Blocage judiciaire des OPA



L’autre raison, selon elle, tient aux organisations professionnelles qui s’intéressent très peu aux procédures judiciaires, et communiquent uniquement sur le dispositif administratif, c’est-à-dire les aides au redressement des agriculteurs en difficulté. « Omniprésentes auprès des exploitants, elles font un blocage, quand bien même le dispositif administratif peut être cumulé avec des procédures efficaces de traitement des difficultés que sont le règlement
amiable, la sauvegarde et le redressement judiciaire
».

L’impossibilité de rebondir pour un exploitant



Mais la responsabilité en revient aussi aux agriculteurs eux-mêmes qui peinent par méconnaissance et méfiance à se tourner individuellement vers ces procédures judiciaires, estime Christine Lebel. Globalement, ils n’en montrent pas le besoin. Alors, pourquoi leurs instances représentatives se mobiliseraient ? Eh bien parce que, faute d’anticipation, en cas de problèmes en agriculture, c’est directement la liquidation : « Souvent, ils ne peuvent pas s’en sortir. alors que si l’on intervenait beaucoup plus tôt dans la phase amiable, c’est-à-dire celle où il y a possibilité de faire un véritable tour de table – avec des négociations et un accord validé par le président du tribunal de grande instance –, le traitement des difficultés serait certainement plus efficace », soutient Christine Lebel.
Même si ce règlement amiable doit être optimisé, rappelle-t-elle, dans le cadre des discussions en cours pour la prévention des entreprises en difficulté. Et il est d’autant plus essentiel d’intégrer les agriculteurs à ce plan d’action qu’ils sont, selon l’enseignante, les premiers menacés. « En agriculture,
on n’a pas la liberté du commerce et de l’industrie, on n’a pas la liberté d’installation. C’est le contrôle des structures. Il y a aussi la problématique de l’accès au foncier : il faut un minimum de foncier pour être exploitant, même si le foncier aujourd’hui n’est pas le critère de détermination de l’activité agricole, mais il en faut un minimum pourtant
». Autrement dit, contrairement à un commerçant ou à un artisan, il n’y pas « la possibilité du rebond pour un exploitant : il faut donc absolument éviter la liquidation judiciaire qui est non seulement un drame économique, mais aussi un drame sociologique, avec des procédures qui durent très souvent plus de dix ans, voire 15 ans ». Selon la règle du désaisissement, l’agriculteur en liquidation judiciaire, n’a pas le droit, qui plus est, d’avoir une activité indépendante.

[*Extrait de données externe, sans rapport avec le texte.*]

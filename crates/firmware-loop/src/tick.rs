//! Millisecond tick service.
//!
//! Ported from `HAL_IncTick`: a 1 ms hardware timer calls
//! [`TickService::on_tick`] once per millisecond. It increments the
//! monotonic counter the report engine uses for timeouts and
//! `pensel_get_timestamp`, then on the appropriate sub-intervals calls back
//! into periodic debounce handling, a watchdog kick, and a heartbeat toggle.

use std::sync::atomic::{AtomicU32, Ordering};

const DEBOUNCE_PERIOD_MS: u8 = 10;
const WATCHDOG_KICK_OFFSET_MS: u8 = 5;
const HEARTBEAT_PERIOD_MS: u16 = 1000;

/// Millisecond counter plus the sub-counters needed to dispatch periodic
/// work at coarser intervals than 1 ms.
pub struct TickService {
    ms: AtomicU32,
    debounce_sub_count: u8,
    heartbeat_sub_count: u16,
}

impl TickService {
    pub fn new() -> Self {
        TickService { ms: AtomicU32::new(0), debounce_sub_count: 0, heartbeat_sub_count: 0 }
    }

    /// Current tick count, in milliseconds. Wraps silently after ~49 days
    /// of uptime; nothing in this crate attempts to detect or compensate
    /// for that wrap.
    pub fn now_ms(&self) -> u32 {
        self.ms.load(Ordering::Acquire)
    }

    /// Advance the clock by one millisecond and run whichever periodic
    /// callbacks are due this tick.
    pub fn on_tick(
        &mut self,
        watchdog_enabled: bool,
        mut periodic_handler: impl FnMut(u32),
        mut watchdog_kick: impl FnMut(),
        mut heartbeat_toggle: impl FnMut(),
    ) {
        let now = self.ms.fetch_add(1, Ordering::Release).wrapping_add(1);

        if self.debounce_sub_count >= DEBOUNCE_PERIOD_MS - 1 {
            self.debounce_sub_count = 0;
            periodic_handler(now);
        } else {
            self.debounce_sub_count += 1;
        }

        if watchdog_enabled && self.debounce_sub_count == WATCHDOG_KICK_OFFSET_MS {
            watchdog_kick();
        }

        if self.heartbeat_sub_count >= HEARTBEAT_PERIOD_MS - 1 {
            self.heartbeat_sub_count = 0;
            heartbeat_toggle();
        } else {
            self.heartbeat_sub_count += 1;
        }
    }
}

impl Default for TickService {
    fn default() -> Self {
        Self::new()
    }
}

#[cfg(test)]
mod tests {
    use super::*;

    #[test]
    fn now_ms_advances_once_per_tick() {
        let mut tick = TickService::new();
        for _ in 0..5 {
            tick.on_tick(false, |_| {}, || {}, || {});
        }
        assert_eq!(tick.now_ms(), 5);
    }

    #[test]
    fn periodic_handler_fires_every_ten_ticks() {
        let mut tick = TickService::new();
        let mut fires = 0u32;
        for _ in 0..30 {
            tick.on_tick(false, |_| fires += 1, || {}, || {});
        }
        assert_eq!(fires, 3);
    }

    #[test]
    fn heartbeat_fires_once_per_thousand_ticks() {
        let mut tick = TickService::new();
        let mut toggles = 0u32;
        for _ in 0..2500 {
            tick.on_tick(false, |_| {}, || {}, || toggles += 1);
        }
        assert_eq!(toggles, 2);
    }

    #[test]
    fn watchdog_kicks_only_when_enabled() {
        let mut tick = TickService::new();
        let mut kicks = 0u32;
        for _ in 0..100 {
            tick.on_tick(true, |_| {}, || kicks += 1, || {});
        }
        assert_eq!(kicks, 10);
    }
}
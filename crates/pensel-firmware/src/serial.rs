//! Host stand-in for the 250kbaud UART the real report protocol rides on.
//!
//! There is no UART driver in this workspace (`[AMBIENT]`/Non-goals exclude
//! hardware drivers) — on the host, the wire-format bytes travel over stdin
//! and stdout instead, read by a background thread so `get_byte` stays
//! non-blocking the way the real engine expects.

use std::io::{Read, Write};
use std::sync::mpsc::{self, Receiver, TryRecvError};
use std::thread;

use report_protocol::{ComError, DroppedBytes, SerialIo};

pub struct StdioSerial {
    inbound: Receiver<u8>,
    dropped: u8,
}

impl StdioSerial {
    pub fn new() -> Self {
        let (tx, rx) = mpsc::channel();
        thread::spawn(move || {
            let mut stdin = std::io::stdin();
            let mut byte = [0u8; 1];
            while stdin.read_exact(&mut byte).is_ok() {
                if tx.send(byte[0]).is_err() {
                    break;
                }
            }
        });
        StdioSerial { inbound: rx, dropped: 0 }
    }
}

impl SerialIo for StdioSerial {
    fn put_byte(&mut self, byte: u8) {
        let mut stdout = std::io::stdout();
        let wrote = stdout.write_all(&[byte]).and_then(|_| stdout.flush());
        if wrote.is_err() {
            self.dropped = self.dropped.saturating_add(1);
        }
    }

    fn get_byte(&mut self) -> Result<Option<u8>, ComError> {
        match self.inbound.try_recv() {
            Ok(byte) => Ok(Some(byte)),
            Err(TryRecvError::Empty) => Ok(None),
            Err(TryRecvError::Disconnected) => {
                self.dropped = self.dropped.saturating_add(1);
                Err(ComError("stdin reader thread disconnected".into()))
            }
        }
    }
}

impl DroppedBytes for StdioSerial {
    fn dropped_packets(&self) -> u8 {
        self.dropped
    }
}
//! Sparse report dispatch table.
//!
//! The original firmware indexes a 256-entry array of function pointers by
//! report ID directly; spec calls that out as an implementation convenience
//! of the specific target, not a contract to replicate. A `HashMap` keyed by
//! ID gives the same "unknown ID -> NoReport" behavior without paying for
//! 256 slots, almost all of which point at the same "unsupported" stub.

use std::collections::HashMap;

use crate::device::Device;
use crate::error::ReportError;
use crate::frame::READ_BUF_SIZE;

/// Engine-internal counters a handful of reports (`get_timeout_count`,
/// `get_invalid_chars_count`) need to read without the `Device` trait having
/// to know anything about the engine that's calling it.
#[derive(Debug, Clone, Copy, Default)]
pub struct EngineStats {
    pub timeouts: u16,
    pub invalid_chars: u16,
}

/// A report handler: given the current engine stats, the device, and the
/// request payload, write a response into `out` and return the number of
/// bytes written.
///
/// Function pointers (not `Box<dyn Fn>`) mirror the original's literal
/// function-pointer table while staying zero-cost — each registered handler
/// is monomorphized for the concrete `Device` impl it's registered against.
pub type ReportHandlerFn<D> =
    fn(&EngineStats, &mut D, &[u8], &mut [u8; READ_BUF_SIZE]) -> Result<usize, ReportError>;

/// Sparse report ID -> handler map.
pub struct ReportTable<D: Device> {
    handlers: HashMap<u8, ReportHandlerFn<D>>,
}

impl<D: Device> ReportTable<D> {
    pub fn new() -> Self {
        ReportTable { handlers: HashMap::new() }
    }

    /// Register `f` to answer report `id`. Returns `self` so registrations
    /// can be chained.
    pub fn register(&mut self, id: u8, f: ReportHandlerFn<D>) -> &mut Self {
        self.handlers.insert(id, f);
        self
    }

    pub fn dispatch(
        &self,
        id: u8,
        stats: &EngineStats,
        device: &mut D,
        payload: &[u8],
        out: &mut [u8; READ_BUF_SIZE],
    ) -> Result<usize, ReportError> {
        match self.handlers.get(&id) {
            Some(handler) => handler(stats, device, payload, out),
            None => Err(ReportError::NoReport(id)),
        }
    }
}

impl<D: Device> Default for ReportTable<D> {
    fn default() -> Self {
        Self::new()
    }
}
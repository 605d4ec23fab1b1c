// This Source Code Form is subject to the terms of the Mozilla Public
// License, v. 2.0. If a copy of the MPL was not distributed with this
// file, You can obtain one at http://mozilla.org/MPL/2.0/.

//! Turning the histograms into something to look at.  A `Frame` is
//! the composed RGBA picture; a `Presenter` is wherever it is shown.

use log::{debug, info};

use crate::compute::Accelerator;
use crate::errors::Result;
use crate::histogram::Histogram;
use crate::reduce::{intensity, max_element};

/// A composed picture: one `[r, g, b, a]` per cell, row-major, each
/// component in `[0, 1]` and alpha always 1.
#[derive(Clone, Debug, PartialEq)]
pub struct Frame {
    height: usize,
    width: usize,
    maxima: [u32; 3],
    pixels: Vec<[f32; 4]>,
}

impl Frame {
    /// Normalize each histogram against its own maximum and combine
    /// them into one picture.  All three must share a shape.
    pub fn compose(accel: &Accelerator, histograms: &[Histogram; 3]) -> Result<Frame> {
        let [red, green, blue] = histograms;
        red.check_shape(green)?;
        red.check_shape(blue)?;

        let maxima = [
            max_element(accel, red)?,
            max_element(accel, green)?,
            max_element(accel, blue)?,
        ];
        let (height, width) = (red.height(), red.width());
        let mut pixels = vec![[0.0, 0.0, 0.0, 1.0]; height * width];
        accel.parallel_chunks("compose", &mut pixels, width, |y, row| {
            for (x, pixel) in row.iter_mut().enumerate() {
                *pixel = [
                    intensity(red.get(y, x), maxima[0]),
                    intensity(green.get(y, x), maxima[1]),
                    intensity(blue.get(y, x), maxima[2]),
                    1.0,
                ];
            }
        })?;
        Ok(Frame {
            height,
            width,
            maxima,
            pixels,
        })
    }

    /// Rows.
    pub fn height(&self) -> usize {
        self.height
    }

    /// Columns.
    pub fn width(&self) -> usize {
        self.width
    }

    /// The per-channel maxima the frame was normalized against.
    pub fn maxima(&self) -> [u32; 3] {
        self.maxima
    }

    /// Colour at `(y, x)`.
    pub fn pixel(&self, y: usize, x: usize) -> [f32; 4] {
        self.pixels[y * self.width + x]
    }

    /// Every pixel, row-major.
    pub fn pixels(&self) -> &[[f32; 4]] {
        &self.pixels
    }

    /// Shape and maxima, without the pixels.
    pub fn summary(&self) -> FrameSummary {
        FrameSummary {
            height: self.height,
            width: self.width,
            maxima: self.maxima,
        }
    }
}

/// The shape and normalization of a frame.
#[derive(Copy, Clone, Debug, PartialEq, Eq)]
pub struct FrameSummary {
    /// Rows.
    pub height: usize,
    /// Columns.
    pub width: usize,
    /// Per-channel maxima, red first.
    pub maxima: [u32; 3],
}

/// Somewhere frames can be shown.
pub trait Presenter {
    /// Show `frame`, replacing whatever was shown before.
    fn present(&mut self, frame: &Frame) -> Result<()>;

    /// The surface frames are shown on changed size.  The canvas the
    /// histograms cover is unaffected.
    fn resize(&mut self, width: usize, height: usize);
}

/// A presenter with no window: it logs what it was given and
/// remembers the summary of the latest frame.
#[derive(Debug, Default)]
pub struct HeadlessPresenter {
    surface: (usize, usize),
    presented: u64,
    last: Option<FrameSummary>,
}

impl HeadlessPresenter {
    /// A presenter for a surface of the given size.
    pub fn new(width: usize, height: usize) -> Self {
        HeadlessPresenter {
            surface: (width, height),
            ..HeadlessPresenter::default()
        }
    }

    /// Frames presented so far.
    pub fn presented(&self) -> u64 {
        self.presented
    }

    /// Summary of the most recent frame.
    pub fn last_shown(&self) -> Option<FrameSummary> {
        self.last
    }

    /// Current surface size, as (width, height).
    pub fn surface(&self) -> (usize, usize) {
        self.surface
    }
}

impl Presenter for HeadlessPresenter {
    fn present(&mut self, frame: &Frame) -> Result<()> {
        self.presented += 1;
        debug!(
            "present {}: {}x{} frame onto {}x{} surface, maxima r/g/b {:?}",
            self.presented,
            frame.height(),
            frame.width(),
            self.surface.0,
            self.surface.1,
            frame.maxima()
        );
        self.last = Some(frame.summary());
        Ok(())
    }

    fn resize(&mut self, width: usize, height: usize) {
        info!("surface resized to {}x{}", width, height);
        self.surface = (width, height);
    }
}
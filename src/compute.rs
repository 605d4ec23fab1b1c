// This Source Code Form is subject to the terms of the Mozilla Public
// License, v. 2.0. If a copy of the MPL was not distributed with this
// file, You can obtain one at http://mozilla.org/MPL/2.0/.

//! A small data-parallel dispatcher.
//!
//! Every kernel in this crate is a plain function of an index (or of
//! an index and a slice it exclusively owns).  The `Accelerator`
//! spreads those indices across a fixed pool of scoped threads and
//! does not return until every lane is done, so each dispatch is a
//! full barrier with respect to the next one.  A kernel that panics
//! comes back as `Error::LaneFailure`, whether it ran on a pool of
//! lanes or inline on the caller's thread.

use std::panic::{self, AssertUnwindSafe};
use std::sync::atomic::{AtomicUsize, Ordering};
use std::sync::{Arc, Mutex};

use log::trace;

use crate::errors::{Error, Result};

/// Consecutive indices a lane claims from the shared counter at a time.
const GRAIN: usize = 256;

/// Where a buffer lives.  Histograms and sample batches are
/// `Device` buffers that only kernels touch; anything a caller reads
/// directly has been copied back to a `Host` buffer first.
#[derive(Copy, Clone, Debug, PartialEq, Eq)]
pub enum Location {
    /// Written and read by kernels dispatched on an `Accelerator`.
    Device,
    /// Plain memory owned by the caller.
    Host,
}

/// Handle to the compute device.  Built once at startup and passed
/// by reference to everything that dispatches work.
#[derive(Clone, Debug)]
pub struct Accelerator {
    lanes: usize,
}

impl Default for Accelerator {
    fn default() -> Self {
        Accelerator::new(num_cpus::get())
    }
}

impl Accelerator {
    /// An accelerator with the given number of lanes.  Zero is
    /// treated as one.
    pub fn new(lanes: usize) -> Self {
        Accelerator {
            lanes: lanes.max(1),
        }
    }

    /// Number of lanes work is spread across.
    pub fn lanes(&self) -> usize {
        self.lanes
    }

    /// Run `kernel(i)` for every `i` in `0..extent`.  Lanes claim
    /// blocks of indices from a shared counter, so no index runs
    /// twice and the order between indices is unspecified.
    pub fn parallel_for<F>(&self, name: &'static str, extent: usize, kernel: F) -> Result<()>
    where
        F: Fn(usize) + Sync,
    {
        trace!("dispatch {} over {} indices", name, extent);
        let lanes = self.lanes.min((extent + GRAIN - 1) / GRAIN);
        if lanes <= 1 {
            return inline(name, || (0..extent).for_each(&kernel));
        }

        let next = AtomicUsize::new(0);
        let (next, kernel) = (&next, &kernel);
        crossbeam::scope(|spawner| {
            for _ in 0..lanes {
                spawner.spawn(move |_| loop {
                    let start = next.fetch_add(GRAIN, Ordering::Relaxed);
                    if start >= extent {
                        break;
                    }
                    for i in start..(start + GRAIN).min(extent) {
                        kernel(i);
                    }
                });
            }
        })
        .map_err(|_| Error::LaneFailure { kernel: name })
    }

    /// Split `data` into consecutive chunks of `chunk_len` and run
    /// `kernel(k, chunk)` for the `k`th chunk.  Each chunk is owned
    /// by exactly one lane for the duration of the call.
    pub fn parallel_chunks<T, F>(
        &self,
        name: &'static str,
        data: &mut [T],
        chunk_len: usize,
        kernel: F,
    ) -> Result<()>
    where
        T: Send,
        F: Fn(usize, &mut [T]) + Sync,
    {
        if data.is_empty() || chunk_len == 0 {
            return Ok(());
        }
        let chunks = (data.len() + chunk_len - 1) / chunk_len;
        trace!("dispatch {} over {} chunks", name, chunks);
        let lanes = self.lanes.min(chunks);
        if lanes <= 1 {
            return inline(name, || {
                data.chunks_mut(chunk_len)
                    .enumerate()
                    .for_each(|(k, chunk)| kernel(k, chunk))
            });
        }

        let work = Arc::new(Mutex::new(data.chunks_mut(chunk_len).enumerate()));
        let kernel = &kernel;
        crossbeam::scope(|spawner| {
            for _ in 0..lanes {
                let work = work.clone();
                spawner.spawn(move |_| loop {
                    let next = { work.lock().map(|mut w| w.next()) };
                    match next {
                        Ok(Some((k, chunk))) => kernel(k, chunk),
                        _ => break,
                    }
                });
            }
        })
        .map_err(|_| Error::LaneFailure { kernel: name })
    }
}

// Single-lane dispatches run on the caller's thread, with the same
// panic reporting as the pooled path.
fn inline<F: FnOnce()>(name: &'static str, work: F) -> Result<()> {
    panic::catch_unwind(AssertUnwindSafe(work)).map_err(|_| Error::LaneFailure { kernel: name })
}
// This Source Code Form is subject to the terms of the Mozilla Public
// License, v. 2.0. If a copy of the MPL was not distributed with this
// file, You can obtain one at http://mozilla.org/MPL/2.0/.

//! Counter grids.  A `Histogram` lives on the device and is only
//! ever incremented; reading it means an explicit, blocking
//! `readback()` into a `HostHistogram`.

use std::sync::atomic::{AtomicU32, Ordering};

use crate::compute::Location;
use crate::errors::{Error, Result};

/// A `height x width` grid of atomic counters, stored row-major.
#[derive(Debug)]
pub struct Histogram {
    height: usize,
    width: usize,
    cells: Vec<AtomicU32>,
}

impl Histogram {
    /// A zeroed grid.  Rejects grids with no cells.
    pub fn new(height: usize, width: usize) -> Result<Self> {
        if height == 0 || width == 0 {
            return Err(Error::EmptyCanvas { height, width });
        }
        Ok(Histogram {
            height,
            width,
            cells: (0..height * width).map(|_| AtomicU32::new(0)).collect(),
        })
    }

    /// Rows.
    pub fn height(&self) -> usize {
        self.height
    }

    /// Columns.
    pub fn width(&self) -> usize {
        self.width
    }

    /// Number of cells.
    pub fn len(&self) -> usize {
        self.cells.len()
    }

    /// Never true for a constructed histogram.
    pub fn is_empty(&self) -> bool {
        self.cells.is_empty()
    }

    /// Always `Location::Device`.
    pub fn location(&self) -> Location {
        Location::Device
    }

    /// Atomically add one to cell `(y, x)`.  Safe to call from any
    /// number of lanes at once; increments commute, so relaxed
    /// ordering is enough.
    #[inline]
    pub fn increment(&self, y: usize, x: usize) {
        self.cells[y * self.width + x].fetch_add(1, Ordering::Relaxed);
    }

    /// Increment `(y, x)` and its mirror `(y, width - 1 - x)`.  The
    /// set is symmetric about the real axis, which runs down the
    /// middle column of the canvas.
    #[inline]
    pub fn increment_mirrored(&self, y: usize, x: usize) {
        self.increment(y, x);
        self.increment(y, self.width - 1 - x);
    }

    /// Current value of one cell.  Only meaningful between passes.
    pub fn get(&self, y: usize, x: usize) -> u32 {
        self.cells[y * self.width + x].load(Ordering::Relaxed)
    }

    /// The raw counters, for kernels that work on flat indices.
    pub fn cells(&self) -> &[AtomicU32] {
        &self.cells
    }

    /// Copy the counters to host memory.  The caller must not have a
    /// pass in flight; every dispatch in this crate blocks until it
    /// completes, so holding `&self` is enough to guarantee that.
    pub fn readback(&self) -> HostHistogram {
        HostHistogram {
            height: self.height,
            width: self.width,
            cells: self.cells.iter().map(|c| c.load(Ordering::Relaxed)).collect(),
        }
    }

    /// Fail unless `other` has the same shape as this grid.
    pub fn check_shape(&self, other: &Histogram) -> Result<()> {
        if self.height != other.height || self.width != other.width {
            return Err(Error::DimensionMismatch {
                height: self.height,
                width: self.width,
                found_height: other.height,
                found_width: other.width,
            });
        }
        Ok(())
    }
}

/// A plain copy of a histogram in caller-owned memory.
#[derive(Clone, Debug, PartialEq)]
pub struct HostHistogram {
    height: usize,
    width: usize,
    cells: Vec<u32>,
}

impl HostHistogram {
    /// Wrap an existing row-major buffer.
    pub fn from_vec(height: usize, width: usize, cells: Vec<u32>) -> Result<Self> {
        if cells.len() != height * width {
            return Err(Error::DimensionMismatch {
                height,
                width,
                found_height: cells.len() / width.max(1),
                found_width: width,
            });
        }
        Ok(HostHistogram {
            height,
            width,
            cells,
        })
    }

    /// Rows.
    pub fn height(&self) -> usize {
        self.height
    }

    /// Columns.
    pub fn width(&self) -> usize {
        self.width
    }

    /// Always `Location::Host`.
    pub fn location(&self) -> Location {
        Location::Host
    }

    /// Value at `(y, x)`.
    pub fn get(&self, y: usize, x: usize) -> u32 {
        self.cells[y * self.width + x]
    }

    /// The counters, row-major.
    pub fn cells(&self) -> &[u32] {
        &self.cells
    }

    /// Sum of every cell.
    pub fn total(&self) -> u64 {
        self.cells.iter().map(|&c| u64::from(c)).sum()
    }
}
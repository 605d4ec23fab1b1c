// This Source Code Form is subject to the terms of the Mozilla Public
// License, v. 2.0. If a copy of the MPL was not distributed with this
// file, You can obtain one at http://mozilla.org/MPL/2.0/.

//! The knobs of a render.  Once a generator has been built from a
//! `RenderConfig` the configuration does not change, except for the
//! canvas size on resize.

use crate::errors::{Error, Result};
use crate::escape::{overall_max, IterationRange};
use crate::sampler::exact_sqrt;

/// Default canvas side, in pixels.
pub const DEFAULT_DIMENSION: usize = 4096;

/// Default samples per pass.
pub const DEFAULT_POINTS: usize = 2048 * 2048;

/// Default number of orbit steps skipped before plotting begins.
pub const DEFAULT_WARMUP: usize = 400;

/// Default half-width of the sampling square.
pub const DEFAULT_EXTENT: f64 = 1.8;

/// Default red, green and blue bands.
pub const DEFAULT_RANGES: [IterationRange; 3] = [
    IterationRange { min: 0, max: 1024 },
    IterationRange {
        min: 1024,
        max: 2048,
    },
    IterationRange {
        min: 2048,
        max: 4096,
    },
];

/// Everything the generator needs to know.
#[derive(Clone, Debug, PartialEq)]
pub struct RenderConfig {
    /// Canvas rows.
    pub height: usize,
    /// Canvas columns.
    pub width: usize,
    /// Samples drawn per pass; a positive perfect square.
    pub points_per_iteration: usize,
    /// Red, green and blue bands, tested in that order.
    pub ranges: [IterationRange; 3],
    /// Orbit steps skipped before plotting begins.  These early steps
    /// are shared by nearly every orbit and would swamp the picture.
    pub warmup: usize,
    /// Samples are drawn from, and orbits plotted over, the square
    /// `[-extent, extent)^2`.
    pub extent: f64,
    /// Base seed for the sample streams.  `None` reseeds from the
    /// clock on every pass.
    pub seed: Option<u32>,
}

impl Default for RenderConfig {
    fn default() -> Self {
        RenderConfig {
            height: DEFAULT_DIMENSION,
            width: DEFAULT_DIMENSION,
            points_per_iteration: DEFAULT_POINTS,
            ranges: DEFAULT_RANGES,
            warmup: DEFAULT_WARMUP,
            extent: DEFAULT_EXTENT,
            seed: None,
        }
    }
}

impl RenderConfig {
    /// A square canvas of side `dimension`.
    pub fn with_dimension(mut self, dimension: usize) -> Self {
        self.height = dimension;
        self.width = dimension;
        self
    }

    /// Samples per pass.
    pub fn with_points(mut self, points_per_iteration: usize) -> Self {
        self.points_per_iteration = points_per_iteration;
        self
    }

    /// Red, green and blue bands.
    pub fn with_ranges(mut self, ranges: [IterationRange; 3]) -> Self {
        self.ranges = ranges;
        self
    }

    /// Steps skipped before plotting.
    pub fn with_warmup(mut self, warmup: usize) -> Self {
        self.warmup = warmup;
        self
    }

    /// Half-width of the sampling square.
    pub fn with_extent(mut self, extent: f64) -> Self {
        self.extent = extent;
        self
    }

    /// Fixed base seed.
    pub fn with_seed(mut self, seed: Option<u32>) -> Self {
        self.seed = seed;
        self
    }

    /// Iteration limit for the escape test.
    pub fn max_iterations(&self) -> usize {
        overall_max(&self.ranges)
    }

    /// Reject configurations that cannot produce a well-defined pass.
    pub fn validate(&self) -> Result<()> {
        if self.height == 0 || self.width == 0 {
            return Err(Error::EmptyCanvas {
                height: self.height,
                width: self.width,
            });
        }
        if self.points_per_iteration == 0 {
            return Err(Error::NoSamples);
        }
        if exact_sqrt(self.points_per_iteration).is_none() {
            return Err(Error::NotPerfectSquare {
                points: self.points_per_iteration,
            });
        }
        if !(self.extent.is_finite() && self.extent > 0.0) {
            return Err(Error::BadExtent {
                extent: self.extent,
            });
        }
        Ok(())
    }
}

#[cfg(test)]
mod tests {
    use super::*;

    #[test]
    fn defaults_are_valid() {
        let config = RenderConfig::default();
        assert!(config.validate().is_ok());
        assert_eq!(config.max_iterations(), 4096);
        assert_eq!(config.points_per_iteration, 2048 * 2048);
        assert_eq!(config.warmup, 400);
    }

    #[test]
    fn non_square_points_are_rejected() {
        let config = RenderConfig::default().with_points(2048 * 2047);
        assert_eq!(
            config.validate(),
            Err(Error::NotPerfectSquare {
                points: 2048 * 2047
            })
        );
    }

    #[test]
    fn empty_canvas_is_rejected() {
        let config = RenderConfig::default().with_dimension(0);
        assert!(config.validate().is_err());
    }

    #[test]
    fn bands_need_not_be_ordered() {
        let config = RenderConfig::default().with_ranges([
            IterationRange::new(500, 600),
            IterationRange::new(0, 50),
            IterationRange::new(10, 10),
        ]);
        assert!(config.validate().is_ok());
        assert_eq!(config.max_iterations(), 600);
    }

    #[test]
    fn bad_extent_is_rejected() {
        let config = RenderConfig::default().with_extent(-1.0);
        assert_eq!(config.validate(), Err(Error::BadExtent { extent: -1.0 }));
    }
}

C’est pour toutes ces raisons que Christine Lebel alerte le monde agricole et veut l’inciter, lui, et le ministère de l’agriculture à « ne plus faire l’autruche » et à reprendre la barre. En ligne de mire : assouplir le cadre judiciaire préventif, le rendre plus efficace et « éviter d’aller tout droit sur l’iceberg » de la liquidation.

Christine Lebel fera paraître fin 2013 un ouvrage sur les entreprises agricoles en difficultés aux Editions LexisNexis.